General Execution:
GCP_PROJECT=<gcp-project-id> \
REGION=<region> \
SUBNET=<subnet> \
GCS_STAGING_LOCATION=<gcs-staging-bucket-folder>
# ID of Dataproc cluster running permanent history server to access historic logs.
#export HISTORY_SERVER_CLUSTER=<gcp-project-dataproc-history-server-id>
bin/start.sh \
-- --template PUBSUBTOBQ \
--templateProperty pubsub.input.project.id=<pubsub project id> \
--templateProperty pubsub.input.subscription=<pubsub subscription> \
--templateProperty pubsub.bq.output.dataset=<bq output dataset> \
--templateProperty pubsub.bq.output.table=<bq output table>
Following properties are available in commandline or template.properties file:
## Project that contains the input Pub/Sub subscription to be read
pubsub.input.project.id=<pubsub project id>
## PubSub subscription name
pubsub.input.subscription=<pubsub subscription>
## Stream timeout, for how long the subscription will be read
pubsub.timeout.ms=60000
## Streaming duration, how often wil writes to BQ be triggered
pubsub.streaming.duration.seconds=15
## Number of streams that will read from Pub/Sub subscription in parallel
pubsub.total.receivers=5
## Project that contains the output table
pubsub.bq.output.project.id=<pubsub to bq output project id>
## BigQuery output dataset
pubsub.bq.output.dataset=<bq output dataset>
## BigQuery output table
pubsub.bq.output.table=<bq output table>
## Number of records to be written per message to BigQuery
pubsub.bq.batch.size=1000
General Execution:
export PROJECT=<gcp-project-id>
export GCP_PROJECT=<gcp-project-id>
export REGION=<gcp-project-region>
export GCS_STAGING_LOCATION=<gcs-bucket-staging-folder-path>
# Set optional environment variables.
export SUBNET=<gcp-project-dataproc-clusters-subnet>
# ID of Dataproc cluster running permanent history server to access historic logs.

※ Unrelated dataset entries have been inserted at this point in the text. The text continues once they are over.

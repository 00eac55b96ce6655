//! Device facts gathered over an established NETCONF session.

use anyhow::{anyhow, Result};
use serde_json::{json, Value};
use tracing::{debug, warn};

use super::parser;
use super::session::RpcChannel;
use crate::facts::FactsRecord;

const GET_SOFTWARE_INFORMATION: &str = "<get-software-information/>";
const GET_CHASSIS_INVENTORY: &str = "<get-chassis-inventory/>";
const GET_ROUTE_ENGINE_INFORMATION: &str = "<get-route-engine-information/>";
const GET_DOMAIN_NAME: &str = r#"<get-configuration database="committed"><configuration><system><domain-name/></system></configuration></get-configuration>"#;

/// Run the fact RPCs and assemble the record.
pub fn gather_facts(channel: &mut dyn RpcChannel) -> Result<FactsRecord> {
    let software = channel.rpc(GET_SOFTWARE_INFORMATION)?;
    // Multi-RE replies repeat software-information per RE; the first is the local RE.
    let software = parser::elements(&software, "software-information")
        .into_iter()
        .next()
        .ok_or_else(|| anyhow!("no software-information in reply"))?
        .to_string();

    let chassis = channel.rpc(GET_CHASSIS_INVENTORY)?;

    let route_engines = match channel.rpc(GET_ROUTE_ENGINE_INFORMATION) {
        Ok(reply) => route_engines(&reply),
        Err(e) => {
            debug!("Route engine information unavailable, assuming one RE: {:#}", e);
            Vec::new()
        }
    };

    let domain = match channel.rpc(GET_DOMAIN_NAME) {
        Ok(reply) => parser::text(&reply, "domain-name").filter(|d| !d.is_empty()),
        Err(e) => {
            warn!("Could not read domain-name: {:#}", e);
            None
        }
    };

    let hostname = parser::text(&software, "host-name");
    let model = parser::text(&software, "product-model")
        .or_else(|| chassis_text(&chassis, "description"))
        .map(|m| m.to_uppercase());
    let version = junos_version(&software);
    let serialnumber = chassis_text(&chassis, "serial-number");
    let personality = model.as_deref().map(personality).unwrap_or("UNKNOWN");

    let fqdn = match (&hostname, &domain) {
        (Some(h), Some(d)) => Some(format!("{}.{}", h, d)),
        (Some(h), None) => Some(h.clone()),
        _ => None,
    };

    let mut facts = FactsRecord::new();
    facts.insert("hostname".to_string(), json!(hostname));
    facts.insert("domain".to_string(), json!(domain));
    facts.insert("fqdn".to_string(), json!(fqdn));
    facts.insert("model".to_string(), json!(model));
    facts.insert("serialnumber".to_string(), json!(serialnumber));
    facts.insert("version".to_string(), json!(version));
    facts.insert(
        "version_info".to_string(),
        version.as_deref().map(version_info).unwrap_or(Value::Null),
    );
    facts.insert("personality".to_string(), json!(personality));
    facts.insert("switch_style".to_string(), json!(switch_style(personality, model.as_deref())));

    let dual_re = route_engines.len() > 1;
    facts.insert("2RE".to_string(), json!(dual_re));
    facts.insert("master".to_string(), json!(master_re(&route_engines)));
    for slot in ["0", "1"] {
        let re = route_engines
            .iter()
            .find(|re| re.slot == slot)
            .map(RouteEngine::to_value)
            .unwrap_or(Value::Null);
        facts.insert(format!("RE{}", slot), re);
    }

    Ok(facts)
}

/// Text of the chassis-level element, ignoring modules nested below it.
fn chassis_text(inventory: &str, tag: &str) -> Option<String> {
    let chassis = parser::elements(inventory, "chassis").into_iter().next()?;
    // Chassis-level fields precede the first chassis-module.
    let own = chassis.split("<chassis-module").next().unwrap_or(chassis);
    parser::text(own, tag).filter(|s| !s.is_empty())
}

/// `junos-version` when present, otherwise the bracketed release in the
/// Junos package comment.
fn junos_version(software: &str) -> Option<String> {
    if let Some(v) = parser::text(software, "junos-version").filter(|v| !v.is_empty()) {
        return Some(v);
    }

    let packages = parser::elements(software, "package-information");
    let comment = packages
        .iter()
        .find(|p| parser::text(p, "name").as_deref() == Some("junos"))
        .and_then(|p| parser::text(p, "comment"))
        .or_else(|| {
            parser::all_text(software, "comment")
                .into_iter()
                .find(|c| c.contains("JUNOS"))
        })?;

    let start = comment.find('[')? + 1;
    let end = start + comment[start..].find(']')?;
    Some(comment[start..end].to_string())
}

/// Split a release string such as `15.1R7.9` or `12.3X48-D10.4`.
pub fn version_info(version: &str) -> Value {
    let parse = || -> Option<Value> {
        let (first, rest) = version.split_once('.')?;
        let major1: u32 = first.parse().ok()?;

        let digits = rest.find(|c: char| !c.is_ascii_digit()).unwrap_or(rest.len());
        let major2: u32 = rest[..digits].parse().ok()?;
        let rest = &rest[digits..];

        let alpha = rest
            .find(|c: char| !c.is_ascii_alphabetic())
            .unwrap_or(rest.len());
        let kind = &rest[..alpha];
        let rest = &rest[alpha..];

        let (minor, build) = match rest.rsplit_once('.') {
            Some((minor, build)) => (minor, build.parse::<u32>().ok()),
            None => (rest, None),
        };

        let kind = Some(kind).filter(|k| !k.is_empty());
        let minor = Some(minor).filter(|m| !m.is_empty());
        Some(json!({
            "major": [major1, major2],
            "type": kind,
            "minor": minor,
            "build": build,
        }))
    };

    parse().unwrap_or_else(|| {
        warn!("Unrecognised version string: {}", version);
        json!({"major": null, "type": null, "minor": null, "build": null})
    })
}

/// Platform family from the (uppercased) model name.
pub fn personality(model: &str) -> &'static str {
    let model = model.to_uppercase();
    if model.starts_with("VSRX") {
        return "SRX_BRANCH";
    }
    if model.starts_with("SRX") {
        let series: String = model[3..].chars().take_while(|c| c.is_ascii_digit()).collect();
        return match series.len() {
            4 if matches!(series.as_bytes()[0], b'1' | b'3' | b'5') => "SRX_HIGHEND",
            _ => "SRX_BRANCH",
        };
    }
    if model.starts_with("OLIVE") {
        return "OLIVE";
    }
    if model.starts_with("EX") || model.starts_with("QFX") {
        return "SWITCH";
    }
    if model.starts_with("PTX") {
        return "PTX";
    }
    if model.starts_with("MX") || model.starts_with("VMX") {
        return "MX";
    }
    if model.starts_with('J') {
        return "SRX_BRANCH";
    }
    if model.starts_with('M') {
        return "M";
    }
    if model.starts_with('T') {
        return "T";
    }
    "UNKNOWN"
}

fn switch_style(personality: &str, model: Option<&str>) -> &'static str {
    match personality {
        "SWITCH" => "VLAN",
        "MX" => "BRIDGE_DOMAIN",
        "SRX_BRANCH" if model.is_some_and(|m| !m.starts_with('J')) => "VLAN",
        _ => "NONE",
    }
}

#[derive(Debug, Clone, PartialEq)]
struct RouteEngine {
    slot: String,
    mastership_state: Option<String>,
    status: Option<String>,
    model: Option<String>,
    up_time: Option<String>,
}

impl RouteEngine {
    fn to_value(&self) -> Value {
        json!({
            "mastership_state": self.mastership_state,
            "status": self.status,
            "model": self.model,
            "up_time": self.up_time,
        })
    }
}

fn route_engines(reply: &str) -> Vec<RouteEngine> {
    parser::elements(reply, "route-engine")
        .into_iter()
        .map(|re| RouteEngine {
            // Single-RE platforms omit the slot.
            slot: parser::text(re, "slot").unwrap_or_else(|| "0".to_string()),
            mastership_state: parser::text(re, "mastership-state"),
            status: parser::text(re, "status"),
            model: parser::text(re, "model"),
            up_time: parser::text(re, "up-time"),
        })
        .collect()
}

fn master_re(route_engines: &[RouteEngine]) -> Option<String> {
    match route_engines {
        [] => Some("RE0".to_string()),
        [only] if only.mastership_state.is_none() => Some(format!("RE{}", only.slot)),
        _ => route_engines
            .iter()
            .find(|re| re.mastership_state.as_deref() == Some("master"))
            .map(|re| format!("RE{}", re.slot)),
    }
}
//! Progress sink for the console bootstrap: a timestamped event log or nothing.

use std::fs::OpenOptions;
use std::path::{Path, PathBuf};
use std::sync::Mutex;

use anyhow::{Context, Result};

use crate::app::logging::EventLogFormat;

/// Receives `(event, message)` progress reports from the bootstrap utility.
pub enum Notifier {
    Logging(EventLog),
    Silent,
}

impl Notifier {
    /// Append events to `path` under the logger `netconify.<host>`.
    pub fn logging(path: &Path, host: &str) -> Result<Self> {
        Ok(Self::Logging(EventLog::open(path, host)?))
    }

    pub fn notify(&self, event: &str, message: &str) {
        match self {
            Self::Logging(log) => log.write(event, message),
            Self::Silent => {}
        }
    }
}

pub struct EventLog {
    path: PathBuf,
    dispatch: tracing::Dispatch,
}

impl EventLog {
    fn open(path: &Path, host: &str) -> Result<Self> {
        let file = OpenOptions::new()
            .create(true)
            .append(true)
            .open(path)
            .with_context(|| format!("Failed to open log file: {:?}", path))?;

        let subscriber = tracing_subscriber::fmt()
            .with_writer(Mutex::new(file))
            .with_ansi(false)
            .event_format(EventLogFormat {
                logger: format!("netconify.{}", host),
            })
            .finish();

        Ok(Self {
            path: path.to_path_buf(),
            dispatch: tracing::Dispatch::new(subscriber),
        })
    }

    pub fn path(&self) -> &Path {
        &self.path
    }

    fn write(&self, event: &str, message: &str) {
        tracing::dispatcher::with_default(&self.dispatch, || {
            tracing::info!("{}:{}", event, message);
        });
    }
}

#[cfg(test)]
mod tests {
    use super::*;

    #[test]
    fn appends_timestamped_event_lines() {
        let dir = tempfile::tempdir().unwrap();
        let path = dir.path().join("bootstrap.log");
        std::fs::write(&path, "previous run\n").unwrap();

        let notifier = Notifier::logging(&path, "r7").unwrap();
        notifier.notify("login", "connected to console");
        notifier.notify("facts", "done");

        let content = std::fs::read_to_string(&path).unwrap();
        let lines: Vec<&str> = content.lines().collect();
        assert_eq!(lines.len(), 3);
        assert_eq!(lines[0], "previous run");
        assert!(lines[1].ends_with(":netconify.r7:login:connected to console"));
        assert!(lines[2].ends_with(":netconify.r7:facts:done"));
        // "YYYY-MM-DD HH:MM:SS,mmm" prefix
        assert_eq!(lines[1].find(":netconify"), Some(23));
    }

    #[test]
    fn silent_notifier_writes_nothing() {
        Notifier::Silent.notify("login", "ignored");
    }

    #[test]
    fn unwritable_log_path_is_an_error() {
        let dir = tempfile::tempdir().unwrap();
        assert!(Notifier::logging(&dir.path().join("missing/x.log"), "r1").is_err());
    }
}
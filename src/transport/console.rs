//! Console bootstrap transport: the netconify executor and its notifier.

pub mod executor;
pub mod notifier;

pub use executor::NetconifyCommand;
pub use notifier::Notifier;
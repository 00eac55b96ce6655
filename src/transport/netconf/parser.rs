//! Element extraction from NETCONF replies.
//! Matches elements by local name (namespace prefixes ignored); enough for
//! the flat operational replies Junos returns, not a general XML parser.

/// Raw inner content of every element with local name `tag`, in document order.
/// Self-closing elements yield an empty string.
pub fn elements<'a>(xml: &'a str, tag: &str) -> Vec<&'a str> {
    let mut found = Vec::new();
    let mut pos = 0;

    while let Some(offset) = xml[pos..].find('<') {
        let start = pos + offset;
        let rest = &xml[start + 1..];
        pos = start + 1;

        if rest.starts_with(['/', '?', '!']) {
            continue;
        }

        let name_len = rest
            .find(|c: char| c.is_whitespace() || c == '>' || c == '/')
            .unwrap_or(rest.len());
        let qname = &rest[..name_len];
        if local_name(qname) != tag {
            continue;
        }

        let Some(tag_end) = rest.find('>') else {
            break;
        };
        if rest[..tag_end].ends_with('/') {
            found.push("");
            pos = start + 1 + tag_end + 1;
            continue;
        }

        let content_start = start + 1 + tag_end + 1;
        match closing_tag(xml, content_start, qname) {
            Some(content_end) => {
                found.push(&xml[content_start..content_end]);
                pos = content_start;
            }
            None => break,
        }
    }

    found
}

/// Offset of the `</qname>` matching an element whose content starts at `from`.
fn closing_tag(xml: &str, from: usize, qname: &str) -> Option<usize> {
    let open = format!("<{}", qname);
    let close = format!("</{}>", qname);
    let mut depth = 0usize;
    let mut pos = from;

    loop {
        let next_close = pos + xml[pos..].find(&close)?;
        let next_open = xml[pos..next_close]
            .match_indices(&open)
            .map(|(i, _)| pos + i)
            .find(|&i| {
                let after = &xml[i + open.len()..];
                let self_closing = after
                    .find('>')
                    .map(|end| after[..end].ends_with('/'))
                    .unwrap_or(false);
                after.starts_with(|c: char| c.is_whitespace() || c == '>') && !self_closing
            });

        match next_open {
            Some(i) => {
                depth += 1;
                pos = i + open.len();
            }
            None if depth == 0 => return Some(next_close),
            None => {
                depth -= 1;
                pos = next_close + close.len();
            }
        }
    }
}

fn local_name(qname: &str) -> &str {
    qname.rsplit(':').next().unwrap_or(qname)
}

/// Unescaped, trimmed text of the first element named `tag`.
pub fn text(xml: &str, tag: &str) -> Option<String> {
    elements(xml, tag)
        .into_iter()
        .next()
        .map(|raw| unescape(raw.trim()))
}

/// Unescaped, trimmed text of every element named `tag`.
pub fn all_text(xml: &str, tag: &str) -> Vec<String> {
    elements(xml, tag)
        .into_iter()
        .map(|raw| unescape(raw.trim()))
        .collect()
}

pub fn unescape(s: &str) -> String {
    if !s.contains('&') {
        return s.to_string();
    }

    let mut out = String::with_capacity(s.len());
    let mut rest = s;
    while let Some(amp) = rest.find('&') {
        out.push_str(&rest[..amp]);
        rest = &rest[amp..];
        let decoded = rest
            .find(';')
            .and_then(|end| entity(&rest[1..end]).map(|c| (c, end)));
        match decoded {
            Some((c, end)) => {
                out.push(c);
                rest = &rest[end + 1..];
            }
            // Unknown or unterminated references are kept verbatim.
            None => {
                out.push('&');
                rest = &rest[1..];
            }
        }
    }
    out.push_str(rest);
    out
}

/// Character for a named or numeric (`#N`, `#xN`) reference body.
fn entity(name: &str) -> Option<char> {
    match name {
        "lt" => Some('<'),
        "gt" => Some('>'),
        "quot" => Some('"'),
        "apos" => Some('\''),
        "amp" => Some('&'),
        _ => {
            let code = match name.strip_prefix("#x").or_else(|| name.strip_prefix("#X")) {
                Some(hex) => u32::from_str_radix(hex, 16).ok()?,
                None => name.strip_prefix('#')?.parse().ok()?,
            };
            char::from_u32(code)
        }
    }
}

/// Message of the first error-severity `<rpc-error>` in a reply, if any.
/// Warnings are not errors.
pub fn rpc_error(reply: &str) -> Option<String> {
    elements(reply, "rpc-error").into_iter().find_map(|err| {
        let severity = text(err, "error-severity").unwrap_or_else(|| "error".to_string());
        if severity != "error" {
            return None;
        }
        Some(
            text(err, "error-message")
                .or_else(|| text(err, "error-tag"))
                .unwrap_or_else(|| "unknown error".to_string()),
        )
    })
}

#export HISTORY_SERVER_CLUSTER=<gcp-project-dataproc-history-server-id>
# The submit spark options must be seperated with a "--" from the template options
bin/start.sh \
-- \
--template PUBSUBTOGCS \
--templateProperty pubsubtogcs.input.project.id=$GCP_PROJECT \
--templateProperty pubsubtogcs.input.subscription=<pubsub-topic-subscription-name> \
--templateProperty pubsubtogcs.gcs.bucket.name=<gcs-bucket-name> \
--templateProperty pubsubtogcs.gcs.output.data.format=AVRO or JSON (based on pubsub topic configuration) \
Following properties are available in commandline or template.properties file:
# PubSub to Cloud Storage
## Project that contains the input Pub/Sub subscription to be read
pubsubtogcs.input.project.id=yadavaja-sandbox
## PubSub subscription name
pubsubtogcs.input.subscription=
## Stream timeout, for how long the subscription will be read
pubsubtogcs.timeout.ms=60000
## Streaming duration, how often wil writes to Cloud Storage be triggered
pubsubtogcs.streaming.duration.seconds=15
## Number of streams that will read from Pub/Sub subscription in parallel
pubsubtogcs.total.receivers=5
## Cloud Storage bucket URL
pubsubtogcs.gcs.bucket.name=
## Number of records to be written per message to Cloud Storage
pubsubtogcs.batch.size=1000
## PubSub to Cloud Storage supported formats are: AVRO, JSON
pubsubtogcs.gcs.output.data.format=
General Execution:
GCP_PROJECT=<gcp-project-id> \
REGION=<region> \
SUBNET=<subnet> \
GCS_STAGING_LOCATION=<gcs-staging-bucket-folder>
# ID of Dataproc cluster running permanent history server to access historic logs.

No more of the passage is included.